Les photographies de ce tueur en costume élégant, prises de près, semblent presque mises en scène. Comment ont-elles été possibles ? "Par hasard" répond le photographe. S'il est présent à cette inauguration, raconte-t-il, c'est uniquement parce que "la galerie était sur le chemin de chez moi depuis mon bureau". Arrivé au milieu du discours de l'ambassadeur, il s'est approché de lui pour le photographier "en pensant que les images pourraient être utiles pour illustrer des papiers sur les relations turco-russes."

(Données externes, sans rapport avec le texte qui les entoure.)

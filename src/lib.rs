//! Lightweight QoS 0 MQTT client and broker with full ACL support.
//!
//! This crate provides a minimal MQTT implementation that only supports QoS 0,
//! but with complete control over authentication and ACL at every step:
//!
//! - **Connect**: Authenticate client credentials
//! - **Publish**: Check write permission for topic
//! - **Subscribe**: Check read permission for topic
//!
//! ## Components
//!
//! - [`Client`]: QoS 0 MQTT client (mqtt0c)
//! - [`Broker`]: QoS 0 MQTT broker (mqtt0d)
//!
//! ## Example
//!
//! ```no_run
//! use mqtt0::{Broker, BrokerConfig, Client, ClientConfig};
//!
//! #[tokio::main]
//! async fn main() -> mqtt0::Result<()> {
//!     // Start broker
//!     let broker = Broker::new(BrokerConfig::new("127.0.0.1:1883"));
//!     tokio::spawn(async move { broker.serve().await });
//!
//!     // Connect client
//!     let mut client = Client::connect(ClientConfig::new("127.0.0.1:1883", "client-1")).await?;
//!
//!     // Subscribe and publish
//!     client.subscribe(&["test/topic"]).await?;
//!     client.publish("test/topic", b"hello").await?;
//!
//!     // Receive message
//!     let msg = client.recv().await?;
//!     println!("Received: {:?}", msg);
//!
//!     Ok(())
//! }
//! ```

mod broker;
mod client;
mod error;
pub mod protocol;
pub mod transport;
pub mod trie;
mod types;

pub use broker::{Broker, BrokerConfig, BrokerBuilder};
pub use client::{Client, ClientConfig};
pub use error::{Error, Result};
pub use transport::TransportType;
pub use types::{Authenticator, Handler, Message, ProtocolVersion, QoS};

#[cfg(feature = "tls")]
pub use transport::tls::TlsConfig;

#[cfg(test)]
mod tests;
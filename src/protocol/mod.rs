//! MQTT protocol encoding and decoding.
//!
//! This module provides packet encoding and decoding for both
//! MQTT 3.1.1 (v4) and MQTT 5.0 (v5).

pub mod codec;
pub mod properties;
pub mod v4;
pub mod v5;

pub use codec::*;

/// Maximum packet size (1MB default).
pub const MAX_PACKET_SIZE: usize = 1024 * 1024;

Il ajoute, visiblement ému : "Il parlait doucement et (...) avec amour de son pays natal (...). Je me rappelle avoir pensé qu'il semblait très calme et très humble."
"Je suis journaliste, je dois faire mon travail"
Plusieurs coups de feu retentissent alors, l'ambassadeur s'effondre devant lui."Ca m'a pris quelques secondes pour me rendre compte de ce qui était arrivé : un homme était mort devant mes yeux", écrit-il. Et, alors que le tireur fait les cent pas et harangue le public de l'exposition, Burhan Ozbilici s'avance et le photographie.
Il agit en toute conscience, par devoir professionnel, explique-t-il. "J'avais peur et je savais que j'étais en danger s'il se tournait vers moi (...) Voici ce que j'ai pensé : 'Je suis présent, même si je suis touché et blessé, ou tué, je suis un journaliste. Je dois faire mon travail.' J'aurais pu m'enfuir sans prendre aucune photo...Mais je n'aurais pas eu une réponse correcte si on m'avait posé la question : 'Pourquoi n'as-tu pas pris de photos ?'"
Le tireur demande à tout le monde de reculer. Avec les autres personnes présentes, Burhan Ozbilici sort de la galerie quand les forces de sécurité leur ordonnent, et fonce vers son bureau.
C'est en éditant ses photos que le journaliste tombe sur une scène glaçante : "J'étais choqué de voir que le tireur se tenait derrière l'épaule de l'ambassadeur quand il parlait. Comme un ami, ou un garde du corps".
Cette photo puissante de l'ambassadeur, son futur assassin en arrière-plan, est d'ailleurs presque autant partagée sur les réseaux sociaux que celles du tireur qui agite son bras, le corps d'Andreï Karlov à ses pieds.